For a number of reasons, including the fact that old key was RSA 2048 bits, I have recently set up a new OpenPGP key, and will be transitioning away from my old one.

The old key will continue to be valid for some time (though it expired as of 31/12/2019), but I prefer all future correspondence to come to the new one.

 

The old key was:

pub rsa2048 2018-01-05 [SC] [expired: 2019-12-31]
A2444D06D3CAFA92F68A21E679C78E6659DB658F
uid [ expired] Insurgo, Technologies Libres <insurgo@riseup.net>

And the new key is:

pub rsa4096 2019-12-30 [SC] [expires: 2020-12-29]
ACF4B7893D4D05C8F18069BAE7B4A71658E36A93
uid [ultimate] Insurgo Technologies Libres / Open Technologies <insurgo@riseup.net>

 

To fetch the full key from a public key server, you can simply do:

gpg2 –fetch-keys ‘http://hkps.pool.sks-keyservers.net/pks/lookup?op=get&fingerprint=on&search=0xACF4B7893D4D05C8F18069BAE7B4A71658E36A93’

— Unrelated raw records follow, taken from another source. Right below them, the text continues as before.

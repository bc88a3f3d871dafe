//! HTTP REST API Protocol
//!
//! Request and response bodies for the word vector endpoints:
//! - `POST /words`      {"words": [...]} -> {"vectors": {word: [...] | null}}
//! - `POST /unk_words`  {"words": [...]} -> {"unk_words": [...]}
//! - `POST /reload`     {"language": "..", "path": ".."}
//! - `GET  /health`

use serde::ser::SerializeMap;
use serde::{Deserialize, Serialize, Serializer};
use std::collections::HashMap;

use crate::models::{StoreInfo, UnknownWordPolicy, Vector, VectorError, VectorResult};

/// Body of `POST /words` and `POST /unk_words`
#[derive(Debug, Clone, Default, Serialize, Deserialize)]
pub struct WordsRequest {
    /// Words to look up (required)
    #[serde(default)]
    pub words: Option<Vec<String>>,

    /// Language model to query; the default language when absent
    #[serde(default, skip_serializing_if = "Option::is_none")]
    pub language: Option<String>,

    /// Per-request override of the unknown word policy
    #[serde(default, skip_serializing_if = "Option::is_none")]
    pub unknown: Option<UnknownWordPolicy>,
}

impl WordsRequest {
    pub fn new(words: Vec<String>) -> Self {
        Self {
            words: Some(words),
            language: None,
            unknown: None,
        }
    }

    /// Parse a JSON body. Anything but an object whose `words` is a list of
    /// strings is a bad request.
    pub fn from_slice(body: &[u8]) -> VectorResult<Self> {
        serde_json::from_slice(body)
            .map_err(|e| VectorError::bad_request(format!("Invalid request body: {}", e)))
    }

    /// The requested words, or a bad request when the field is missing
    pub fn words(&self) -> VectorResult<&[String]> {
        self.words
            .as_deref()
            .ok_or_else(|| VectorError::bad_request("Missing required field: words"))
    }
}

/// Word to vector mapping that serializes in insertion order.
///
/// Inserting a word that is already present replaces its value and keeps its
/// original position.
#[derive(Debug, Clone, Default, PartialEq)]
pub struct OrderedVectors {
    entries: Vec<(String, Option<Vector>)>,
    index: HashMap<String, usize>,
}

impl OrderedVectors {
    pub fn new() -> Self {
        Self::default()
    }

    pub fn insert(&mut self, word: String, vector: Option<Vector>) {
        match self.index.get(&word) {
            Some(&position) => self.entries[position].1 = vector,
            None => {
                self.index.insert(word.clone(), self.entries.len());
                self.entries.push((word, vector));
            }
        }
    }

    /// `None` if the word is absent, `Some(None)` if it maps to null
    pub fn get(&self, word: &str) -> Option<Option<&Vector>> {
        self.index
            .get(word)
            .map(|&position| self.entries[position].1.as_ref())
    }

    pub fn words(&self) -> impl Iterator<Item = &str> {
        self.entries.iter().map(|(word, _)| word.as_str())
    }

    pub fn len(&self) -> usize {
        self.entries.len()
    }

    pub fn is_empty(&self) -> bool {
        self.entries.is_empty()
    }
}

impl Serialize for OrderedVectors {
    fn serialize<S: Serializer>(&self, serializer: S) -> Result<S::Ok, S::Error> {
        let mut map = serializer.serialize_map(Some(self.entries.len()))?;
        for (word, vector) in &self.entries {
            map.serialize_entry(word, vector)?;
        }
        map.end()
    }
}

/// Response of `POST /words`
#[derive(Debug, Clone, Serialize)]
pub struct VectorsResponse {
    pub vectors: OrderedVectors,
}

/// Response of `GET /words/{word}`
#[derive(Debug, Clone, Serialize, Deserialize)]
pub struct WordVectorResponse {
    pub word: String,
    pub vectors: Option<Vector>,
}

/// Response of `POST /unk_words`
#[derive(Debug, Clone, Serialize, Deserialize)]
pub struct UnknownWordsResponse {
    pub unk_words: Vec<String>,
}

/// Body of `POST /reload`; both fields are optional
#[derive(Debug, Clone, Default, Serialize, Deserialize)]
pub struct ReloadRequest {
    #[serde(default)]
    pub language: Option<String>,
    #[serde(default)]
    pub path: Option<String>,
}

impl ReloadRequest {
    /// Parse a JSON body; an empty body reloads the default language
    pub fn from_slice(body: &[u8]) -> VectorResult<Self> {
        if body.iter().all(|b| b.is_ascii_whitespace()) {
            return Ok(Self::default());
        }
        serde_json::from_slice(body)
            .map_err(|e| VectorError::bad_request(format!("Invalid request body: {}", e)))
    }

    /// Parse `language=..&path=..` from a query string
    pub fn from_query(query: &str) -> VectorResult<Self> {
        Ok(Self {
            language: query_param(query, "language")?,
            path: query_param(query, "path")?,
        })
    }
}

/// First value of `name` in a form-encoded query string, with `+` read as a
/// space and percent escapes decoded
pub fn query_param(query: &str, name: &str) -> VectorResult<Option<String>> {
    for pair in query.split('&').filter(|pair| !pair.is_empty()) {
        let (key, value) = pair.split_once('=').unwrap_or((pair, ""));
        if key == name {
            let spaced = value.replace('+', " ");
            let value = urlencoding::decode(&spaced)
                .map_err(|e| VectorError::bad_request(format!("Invalid query string: {}", e)))?;
            return Ok(Some(value.into_owned()));
        }
    }
    Ok(None)
}

/// HTTP Error Response
#[derive(Debug, Clone, Serialize, Deserialize)]
pub struct HttpErrorResponse {
    /// Error message
    pub error: String,

    /// Error code (optional)
    #[serde(skip_serializing_if = "Option::is_none")]
    pub code: Option<String>,

    /// Additional details (optional)
    #[serde(skip_serializing_if = "Option::is_none")]
    pub details: Option<String>,
}

impl HttpErrorResponse {
    /// Create a new error response
    pub fn new(error: impl Into<String>) -> Self {
        Self {
            error: error.into(),
            code: None,
            details: None,
        }
    }

    /// Create error with code
    pub fn with_code(mut self, code: impl Into<String>) -> Self {
        self.code = Some(code.into());
        self
    }

    /// Create error with details
    pub fn with_details(mut self, details: impl Into<String>) -> Self {
        self.details = Some(details.into());
        self
    }

    pub fn not_found() -> Self {
        Self::new("Not Found").with_code("NOT_FOUND")
    }

    pub fn body_too_large(limit: usize) -> Self {
        Self::new(format!("Request body exceeds {} bytes", limit)).with_code("BODY_TOO_LARGE")
    }

    /// Map a handler error to the body returned to the client.
    /// Internal details are never included.
    pub fn from_error(error: &VectorError) -> Self {
        match error {
            VectorError::BadRequest { message } => Self::new(message.clone()).with_code("BAD_REQUEST"),
            VectorError::NotLoaded { language } => {
                Self::new("Word vectors are still loading, please try again later")
                    .with_code("MODEL_NOT_READY")
                    .with_details(format!("language: {}", language))
            }
            VectorError::LoadError { error, .. } => {
                Self::new("Failed to load word vectors, the previous model is still active")
                    .with_code("LOAD_FAILED")
                    .with_details(error.clone())
            }
            _ => Self::new("Internal server error").with_code("INTERNAL_ERROR"),
        }
    }
}

/// Health check response
#[derive(Debug, Clone, Serialize, Deserialize)]
pub struct HealthResponse {
    pub status: String,
    pub version: String,
    pub default_language: Option<String>,
    pub models: Vec<StoreInfo>,
}

impl HealthResponse {
    pub fn healthy(default_language: Option<String>, models: Vec<StoreInfo>) -> Self {
        Self {
            status: "healthy".to_string(),
            version: env!("CARGO_PKG_VERSION").to_string(),
            default_language,
            models,
        }
    }
}
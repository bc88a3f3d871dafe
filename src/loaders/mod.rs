//! Embedding loaders
//!
//! An `EmbeddingLoader` turns a vector source into a finished word to vector
//! mapping. `FileLoader` reads the on-disk formats on a blocking thread;
//! `MemoryLoader` serves prebuilt mappings and is what tests inject.

pub mod text;
pub mod word2vec;

use async_trait::async_trait;
use serde::{Deserialize, Serialize};
use std::collections::HashMap;
use std::fs::File;
use std::io::BufReader;
use std::path::Path;
use std::time::Duration;
use tracing::{debug, info};

use crate::models::{Vector, VectorError, VectorResult};

/// Word to vector mapping produced by a loader
pub type WordVectors = HashMap<String, Vector>;

/// Supported embedding file formats
#[derive(Debug, Clone, Copy, PartialEq, Eq, Serialize, Deserialize)]
#[serde(rename_all = "lowercase")]
pub enum VectorFormat {
    /// word2vec binary (`GoogleNews-vectors-negative300.bin`)
    Word2Vec,
    /// GloVe text, no header
    Glove,
    /// fastText text (`wiki.en.vec`), count/dimension header
    FastText,
}

impl VectorFormat {
    /// Guess the format from a file name
    pub fn detect(path: &str) -> VectorResult<Self> {
        let file_name = Path::new(path)
            .file_name()
            .map(|name| name.to_string_lossy().to_lowercase())
            .unwrap_or_default();
        let extension = Path::new(path)
            .extension()
            .map(|ext| ext.to_string_lossy().to_lowercase())
            .unwrap_or_default();

        if file_name.contains("glove") {
            Ok(VectorFormat::Glove)
        } else if file_name.contains("googlenews") || extension == "bin" {
            Ok(VectorFormat::Word2Vec)
        } else if file_name.contains("wiki") || extension == "vec" {
            Ok(VectorFormat::FastText)
        } else if extension == "txt" {
            Ok(VectorFormat::Glove)
        } else {
            Err(VectorError::load_error(
                path,
                "cannot detect vector format from file name, set `format` explicitly",
            ))
        }
    }

    /// Parse a whole file. Blocking.
    pub fn read_file(self, path: &str) -> VectorResult<WordVectors> {
        let file = File::open(path).map_err(|e| VectorError::load_error(path, e.to_string()))?;
        let reader = BufReader::new(file);

        let parsed = match self {
            VectorFormat::Word2Vec => word2vec::read_binary(reader),
            VectorFormat::Glove => text::read_glove(reader),
            VectorFormat::FastText => text::read_fasttext(reader),
        };
        parsed.map_err(|error| VectorError::load_error(path, error))
    }
}

/// Describes where a store's vectors come from
#[derive(Debug, Clone, PartialEq, Eq)]
pub struct VectorSource {
    pub path: String,
    /// Explicit format; detected from `path` when absent
    pub format: Option<VectorFormat>,
}

impl VectorSource {
    pub fn new(path: impl Into<String>) -> Self {
        Self {
            path: path.into(),
            format: None,
        }
    }

    pub fn with_format(mut self, format: Option<VectorFormat>) -> Self {
        self.format = format;
        self
    }
}

/// Produces the word to vector mapping for a source
#[async_trait]
pub trait EmbeddingLoader: Send + Sync {
    async fn load(&self, source: &VectorSource) -> VectorResult<WordVectors>;
}

/// Reads vector files from disk
#[derive(Debug, Clone, Copy, Default)]
pub struct FileLoader;

impl FileLoader {
    pub fn new() -> Self {
        Self
    }
}

#[async_trait]
impl EmbeddingLoader for FileLoader {
    async fn load(&self, source: &VectorSource) -> VectorResult<WordVectors> {
        let format = match source.format {
            Some(format) => format,
            None => VectorFormat::detect(&source.path)?,
        };
        info!("📂 Reading {:?} vectors from {}", format, source.path);

        let path = source.path.clone();
        tokio::task::spawn_blocking(move || format.read_file(&path))
            .await
            .map_err(|e| VectorError::Internal {
                message: format!("vector loading task failed: {}", e),
            })?
    }
}

/// Serves prebuilt mappings keyed by source path
#[derive(Debug, Clone, Default)]
pub struct MemoryLoader {
    sources: HashMap<String, WordVectors>,
    delay: Option<Duration>,
}

impl MemoryLoader {
    pub fn new() -> Self {
        Self::default()
    }

    pub fn with_source(mut self, path: impl Into<String>, vectors: WordVectors) -> Self {
        self.sources.insert(path.into(), vectors);
        self
    }

    /// Make every load take at least `delay`
    pub fn with_delay(mut self, delay: Duration) -> Self {
        self.delay = Some(delay);
        self
    }
}

#[async_trait]
impl EmbeddingLoader for MemoryLoader {
    async fn load(&self, source: &VectorSource) -> VectorResult<WordVectors> {
        if let Some(delay) = self.delay {
            tokio::time::sleep(delay).await;
        }
        debug!("Loading in-memory vectors for {}", source.path);
        self.sources
            .get(&source.path)
            .cloned()
            .ok_or_else(|| VectorError::load_error(&source.path, "no such source"))
    }
}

If you already know my old key, you can now verify that the new key is signed by the old one:

gpg2 –check-sigs ‘0xA2444D06D3CAFA92F68A21E679C78E6659DB658F’

If you don’t already know my old key, or you just want to be double extra paranoid, you can check the fingerprint against the one above:

gpg2 –fingerprint ‘0xACF4B7893D4D05C8F18069BAE7B4A71658E36A93’

 

Additionally, I highly recommend that you implement a mechanism to keep your key material up-to-date so that you obtain the latest revocations, and other updates in a timely manner. You can do regular key updates by using parcimonie to refresh your keyring. Parcimonie is a daemon that slowly refreshes your keyring from a keyserver over Tor. It uses a randomized sleep, and fresh tor circuits for each key. The purpose is to make it hard for an attacker to correlate the key updates with your keyring.

 

I also highly recommend checking out:

RiseUp Best Practices

 

Please let me know if you have any questions, or problems, and sorry for the inconvenience.